E assim, a história desse país foi sendo cunhada ao longo do tempo, registrando as alternâncias e as lutas intestinas pelo poder, as mudanças sociais impactantes no equilíbrio dinâmico de natureza eminentemente frágil e suscetível de ruptura; as demonstrações de forças de grupos menos afeitos à coexistência com a diversidade de idéias; sem contar as tentativas de segmentos minoritários de subverter a ordem e o estado de direito para impor sua ideologia e o seu patrulhamento à maioria refratária a essa forma de conduta e pensamento; atitudes que tomavam – por paradoxal que possa parecer – sob o beneplácito das autoridades boquirrotas que ao invés de fazer valer a Constituição, faziam vista grossa a esses movimentos, deixando antever a provável existência de interesses inconfessos.
Dessa balburdia resultava o que podia ser resumido nas seguintes máximas popular: “Os incomodados que se mudem” ou “Vá reclamar ao bispo”
No entanto, o povo obreiro, sábio por intuição, compreendia com absoluta clareza esse quadro sombrio e sabia que era o destinatário dessa mensagem, logo se via abandonado à própria sorte, sem ter com quem contar. Notava ainda que as Instituições se deterioravam num clima de fim de festa. Percebiam que toda sorte de desrespeito aos preceitos legais, a forma desavergonhada com a qual os políticos faziam apologia a práticas antiéticas para não dizer criminosas, as manifestações em defesa de corruptos e da corrupção eram praticadas despudoradamente, justamente pelos que deveriam coibi-las e dar o exemplo, num cenário de inversão de valores, onde quem se rebelasse contra desmandos e crimes, corria o risco de ser processado como se criminoso fosse, ao passo que o verdadeiro infrator era inocentado e mesmo idolatrado. E assim, a fé na Justiça que um dia fora inabalável, começava a fenecer e com ela, a esperança no último sustentáculo da sociedade. Sobrava um único pilar, a imprensa que se debatia corajosamente para denunciar tudo, tamanha a profusão de episódios.

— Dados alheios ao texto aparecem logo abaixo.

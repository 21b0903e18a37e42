//! Identity-preserving copies with artifact transforms.

use std::path::PathBuf;
use std::sync::Arc;
use variant_resolve::model::{
    ArtifactName, ArtifactTransformer, ComponentArtifactMetadata, ComponentId, ModuleVersionId,
};
use variant_resolve::resolver::ComponentResolveState;
use variant_resolve::test_utils::ComponentBuilder;

fn original() -> ComponentResolveState {
    ComponentResolveState::new(
        ComponentBuilder::project(":lib")
            .configuration("runtimeElements")
            .artifact(ArtifactName::jar("lib"))
            .variant("classes", &[("artifactType", "classes")], vec![ArtifactName::jar("lib")])
            .build(),
    )
}

#[test]
fn test_identity_copy_keeps_artifacts_and_reports_new_id() {
    let state = original();
    let new_id = ComponentId::module(ModuleVersionId::new("org.example", "lib", "1.0"));
    let identity: ArtifactTransformer = Arc::new(|a: ComponentArtifactMetadata| a);

    let copied = ComponentResolveState::new(state.copy(new_id.clone(), identity));

    assert_eq!(copied.metadata().component_id(), &new_id);
    assert_eq!(copied.module_version_id(), state.module_version_id());

    let runtime = Arc::clone(&copied.metadata().configurations()[0]);
    let handle = copied.prepare_for_artifact_resolution(&runtime).unwrap();
    let source = state
        .prepare_for_artifact_resolution(&state.metadata().configurations()[0])
        .unwrap();
    assert_eq!(handle.artifacts(), source.artifacts());
}

#[test]
fn test_transform_applies_to_configuration_and_physical_variants() {
    let state = original();
    let included = ComponentId::project(":included", ":lib");
    let target = included.clone();
    let transformer: ArtifactTransformer = Arc::new(move |a: ComponentArtifactMetadata| {
        let file = PathBuf::from("included/build/libs").join(a.name().to_string());
        a.with_component(target.clone()).with_file(file)
    });

    let copied = ComponentResolveState::new(state.copy(included.clone(), transformer));
    let runtime = Arc::clone(&copied.metadata().configurations()[0]);
    let handle = copied.prepare_for_artifact_resolution(&runtime).unwrap();

    let artifact = handle.resolve_artifact(&ArtifactName::jar("lib")).unwrap();
    assert_eq!(artifact.component_id(), &included);
    assert_eq!(artifact.file(), Some(&PathBuf::from("included/build/libs/lib.jar")));

    let physical = handle.configuration().variants().iter().next().unwrap();
    assert_eq!(physical.artifacts()[0].component_id(), &included);
}

#[test]
fn test_copy_does_not_touch_the_original() {
    let state = original();
    let runtime = Arc::clone(&state.metadata().configurations()[0]);
    let before = state.prepare_for_artifact_resolution(&runtime).unwrap();

    let transformer: ArtifactTransformer =
        Arc::new(|a: ComponentArtifactMetadata| a.with_file(PathBuf::from("elsewhere.jar")));
    let _copy = state.copy(ComponentId::project(":", ":other"), transformer);

    let after = state.prepare_for_artifact_resolution(&runtime).unwrap();
    assert!(Arc::ptr_eq(&before, &after));
    assert_eq!(after.artifacts()[0].file(), None);
    assert_eq!(state.metadata().component_id(), &ComponentId::project(":", ":lib"));
}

Ou seja, os escândalos envolvendo políticos – na maioria das vezes por eles mesmos patrocinados – se reproduziam a mancheias e se sucediam em velocidade de cruzeiro, provocando a própria banalização e roubando a capacidade de indignação do povo cuja lucidez para discernir o certo e o errado também se esvaecia na medida em que se esboroavam os padrões de referência. Assim, a notícia que outrora provocava repulsa e revolta, no instante seguinte era atropelada por outra mais escabrosa e caia no esquecimento, fortalecendo a convicção dos malfeitores de que o crime compensava!
Enquanto isso, pessoas morriam sem atendimento médico e os hospitais, principalmente os que assistiam os menos favorecidos, não possuíam os equipamentos necessários, nem medicamentos básicos e muitas vezes, nem profissionais para atender minimamente as necessidades do povo. Assemelhavam-se a um horripilante quadro dantesco. Aliás, mostravam na prática aquilo que Dante definiu como Inferno, na Divina Comédia. E aqui não se trata de sentido figurado, mas da constatação de uma realidade assustadora, pois aos poucos os hospitais – notadamente os públicos - se transformaram em depósitos de doentes, amontoados em macas no chão dos corredores, como se fossem o rebotalho de uma mercadoria de segunda categoria, a espera de atendimento que nem sempre chegava a tempo de salvar-lhes as vidas.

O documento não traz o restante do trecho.